> [Task statement] Keep to one stretch of the data below, the lines from the one with "images and controls." up to and including the one with "pub fn refresh(&mut", and return that stretch exactly.

> [Data for the task]
//! # Sprite Session
//!
//! State behind an interactive sprite list editor: the ordered image
//! collection, the row count and cell size controls, and the current preview.
//!
//! ## Interaction Model
//!
//! Every interaction recomputes the whole sheet on the calling thread:
//! 1. **Import**: [`SpriteSession::add_images`] appends references (one or
//!    many) and refreshes the preview. Nothing is ever removed.
//! 2. **Slider**: moving a slider writes its position into the matching text
//!    field, then refreshes.
//! 3. **Text**: editing a text field moves the slider (pinned to its maximum)
//!    and refreshes. Text that is not a positive integer resets the value to
//!    its default.
//! 4. **Export**: [`SpriteSession::export`] decodes all sources again and
//!    writes a PNG. Failures are logged and swallowed; the caller only learns
//!    that nothing was written.
//!
//! Each fresh preview is handed to every registered [`PreviewSink`]. An empty
//! collection produces no sheet, and the previous preview stays as it was.
//!
//! ```rust,no_run
//! use sprite_list_maker::session::SpriteSession;
//!
//! let mut session = SpriteSession::new();
//! session.subscribe(|sheet: &sprite_list_maker::SpriteSheet| {
//!     println!("preview {}x{}", sheet.width(), sheet.height());
//! });
//! session.add_images(["walk_0.png", "walk_1.png", "walk_2.png"])?;
//! session.slide_rows(3)?;
//! if let Some(path) = session.export() {
//!     println!("saved {}", path.display());
//! }
//! # Ok::<(), sprite_list_maker::SpriteError>(())
//! ```

use std::path::PathBuf;

use sprite_scale::presets::Resample;
use tracing::{debug, error, warn};

use crate::compositor::{Compositor, DecodePolicy, FsImageSource, ImageRef, ImageSource, SkippedImage, SpriteSheet};
use crate::config::{ControlBounds, ExportConfig, GridConfig, parse_cell_size, parse_row_count};
use crate::error::{HasSeverity, SpriteResult};
use crate::export::export_sprite_sheet;

/// Receives every freshly composited preview.
pub trait PreviewSink {
    fn present(&mut self, sheet: &SpriteSheet);
}

impl<F: FnMut(&SpriteSheet)> PreviewSink for F {
    fn present(&mut self, sheet: &SpriteSheet) {
        self(sheet)
    }
}

/// One numeric parameter edited through a bounded slider and a free text field.
#[derive(Debug, Clone)]
pub struct ParamControl {
    slider: u32,
    slider_max: u32,
    text: String,
    parse: fn(&str) -> u32,
}

impl ParamControl {
    fn new(initial: u32, slider_max: u32, parse: fn(&str) -> u32) -> Self {
        let mut control = Self {
            slider: 0,
            slider_max,
            text: String::new(),
            parse,
        };
        control.enter_text(&initial.to_string());
        control
    }

    /// Row count control.
    pub fn row_count(initial: u32, slider_max: u32) -> Self {
        Self::new(initial, slider_max, parse_row_count)
    }

    /// Cell size control.
    pub fn cell_size(initial: u32, slider_max: u32) -> Self {
        Self::new(initial, slider_max, parse_cell_size)
    }

    /// Effective value: the text field parsed with the clamp law applied.
    pub fn value(&self) -> u32 {
        (self.parse)(&self.text)
    }

    pub fn slider(&self) -> u32 {
        self.slider
    }

    pub fn slider_max(&self) -> u32 {
        self.slider_max
    }

    pub fn text(&self) -> &str {
        &self.text
    }

    /// Move the slider; the text field shows the new position verbatim.
    pub fn slide_to(&mut self, position: u32) {
        self.slider = position.min(self.slider_max);
        self.text = self.slider.to_string();
    }

    /// Replace the text field; the slider follows the parsed value.
    pub fn enter_text(&mut self, text: &str) {
        self.text = text.to_owned();
        self.slider = self.value().min(self.slider_max);
    }
}

/// The two grid controls.
#[derive(Debug, Clone)]
pub struct GridControls {
    pub rows: ParamControl,
    pub cell_size: ParamControl,
}

impl GridControls {
    pub fn new(initial: GridConfig, bounds: ControlBounds) -> Self {
        Self {
            rows: ParamControl::row_count(initial.row_count, bounds.row_slider_max),
            cell_size: ParamControl::cell_size(initial.cell_size, bounds.cell_slider_max),
        }
    }

    /// Grid configuration currently described by the controls.
    pub fn config(&self) -> GridConfig {
        GridConfig::new(self.rows.value(), self.cell_size.value())
    }
}

impl Default for GridControls {
    fn default() -> Self {
        Self::new(GridConfig::default(), ControlBounds::default())
    }
}

/// Interactive sprite list state.
pub struct SpriteSession<S: ImageSource = FsImageSource> {
    source: S,
    images: Vec<ImageRef>,
    controls: GridControls,
    compositor: Compositor,
    export: ExportConfig,
    preview: Option<SpriteSheet>,
    skipped: Vec<SkippedImage>,
    sinks: Vec<Box<dyn PreviewSink>>,
}

impl SpriteSession<FsImageSource> {
    /// Session reading images from the filesystem with default settings.
    pub fn new() -> Self {
        Self::builder().build()
    }

    pub fn builder() -> SpriteSessionBuilder<FsImageSource> {
        SpriteSessionBuilder::new(FsImageSource)
    }
}

impl Default for SpriteSession<FsImageSource> {
    fn default() -> Self {
        Self::new()
    }
}

impl<S: ImageSource> SpriteSession<S> {
    pub fn images(&self) -> &[ImageRef] {
        &self.images
    }

    pub fn controls(&self) -> &GridControls {
        &self.controls
    }

    pub fn config(&self) -> GridConfig {
        self.controls.config()
    }

    /// Last successfully composited sheet.
    pub fn preview(&self) -> Option<&SpriteSheet> {
        self.preview.as_ref()
    }

    /// Images left out of the current preview under [`DecodePolicy::Skip`].
    pub fn skipped(&self) -> &[SkippedImage] {
        &self.skipped
    }

    /// Register a sink for future previews.
    pub fn subscribe(&mut self, sink: impl PreviewSink + 'static) {
        self.sinks.push(Box::new(sink));
    }

    /// Append one image and refresh.
    pub fn add_image(&mut self, image: impl Into<ImageRef>) -> SpriteResult<bool> {
        self.add_images(std::iter::once(image))
    }

    /// Append images in order and refresh.
    pub fn add_images<I>(&mut self, images: I) -> SpriteResult<bool>
    where
        I: IntoIterator,
        I::Item: Into<ImageRef>,
    {
        let before = self.images.len();
        self.images.extend(images.into_iter().map(Into::into));
        debug!(added = self.images.len() - before, total = self.images.len(), "Images imported");
        self.refresh()
    }

    pub fn slide_rows(&mut self, position: u32) -> SpriteResult<bool> {
        self.controls.rows.slide_to(position);
        self.refresh()
    }

    pub fn enter_rows(&mut self, text: &str) -> SpriteResult<bool> {
        self.controls.rows.enter_text(text);
        self.refresh()
    }

    pub fn slide_cell_size(&mut self, position: u32) -> SpriteResult<bool> {
        self.controls.cell_size.slide_to(position);
        self.refresh()
    }

    pub fn enter_cell_size(&mut self, text: &str) -> SpriteResult<bool> {
        self.controls.cell_size.enter_text(text);
        self.refresh()
    }

    /// Recompute the preview from the current images and controls.
    ///
    /// Returns `Ok(true)` when a new preview was produced and `Ok(false)` when
    /// there are no images. On error the previous preview is kept.
    pub fn refresh(&mut self) -> SpriteResult<bool> {
        let config = self.controls.config();
        let Some(composite) = self.compositor.composite(&self.source, &self.images, config)? else {
            return Ok(false);
        };

        for sink in &mut self.sinks {
            sink.present(&composite.sheet);
        }
        self.preview = Some(composite.sheet);
        self.skipped = composite.skipped;
        Ok(true)
    }

    /// Recompute the sheet from the sources and write it out.
    ///
    /// Returns the written path, or `None` if nothing was written: no images,
    /// or a failure that has already been logged.
    pub fn export(&mut self) -> Option<PathBuf> {
        match self.try_export() {
            Ok(Some(path)) => Some(path),
            Ok(None) => {
                warn!("Export requested with no images selected");
                None
            }
            Err(e) => {
                error!(category = e.category(), severity = ?e.severity(), "Export failed: {}", e);
                None
            }
        }
    }

    /// Like [`SpriteSession::export`] but returns failures to the caller.
    pub fn try_export(&mut self) -> SpriteResult<Option<PathBuf>> {
        let config = self.controls.config();
        let Some(composite) = self.compositor.composite(&self.source, &self.images, config)? else {
            return Ok(None);
        };
        export_sprite_sheet(&composite.sheet, &self.export).map(Some)
    }
}

/// Fluent configuration for [`SpriteSession`].
pub struct SpriteSessionBuilder<S: ImageSource> {
    source: S,
    grid: GridConfig,
    bounds: ControlBounds,
    policy: DecodePolicy,
    resample: Resample,
    export: ExportConfig,
}

impl<S: ImageSource> SpriteSessionBuilder<S> {
    pub fn new(source: S) -> Self {
        Self {
            source,
            grid: GridConfig::default(),
            bounds: ControlBounds::default(),
            policy: DecodePolicy::default(),
            resample: Resample::default(),
            export: ExportConfig::default(),
        }
    }

    /// Swap the image source.
    pub fn source<T: ImageSource>(self, source: T) -> SpriteSessionBuilder<T> {
        SpriteSessionBuilder {
            source,
            grid: self.grid,
            bounds: self.bounds,
            policy: self.policy,
            resample: self.resample,
            export: self.export,
        }
    }

    /// Initial control values.
    pub fn grid(mut self, grid: GridConfig) -> Self {
        self.grid = grid;
        self
    }

    pub fn bounds(mut self, bounds: ControlBounds) -> Self {
        self.bounds = bounds;
        self
    }

    pub fn policy(mut self, policy: DecodePolicy) -> Self {
        self.policy = policy;
        self
    }

    pub fn resample(mut self, resample: Resample) -> Self {
        self.resample = resample;
        self
    }

    pub fn export(mut self, export: ExportConfig) -> Self {
        self.export = export;
        self
    }

    pub fn build(self) -> SpriteSession<S> {
        SpriteSession {
            source: self.source,
            images: Vec::new(),
            controls: GridControls::new(self.grid, self.bounds),
            compositor: Compositor::new()
                .with_resample(self.resample)
                .with_policy(self.policy),
            export: self.export,
            preview: None,
            skipped: Vec::new(),
            sinks: Vec::new(),
        }
    }
}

> [Answer to this task]
    /// Recompute the preview from the current images and controls.
    ///
    /// Returns `Ok(true)` when a new preview was produced and `Ok(false)` when
    /// there are no images. On error the previous preview is kept.
    pub fn refresh(&mut self) -> SpriteResult<bool> {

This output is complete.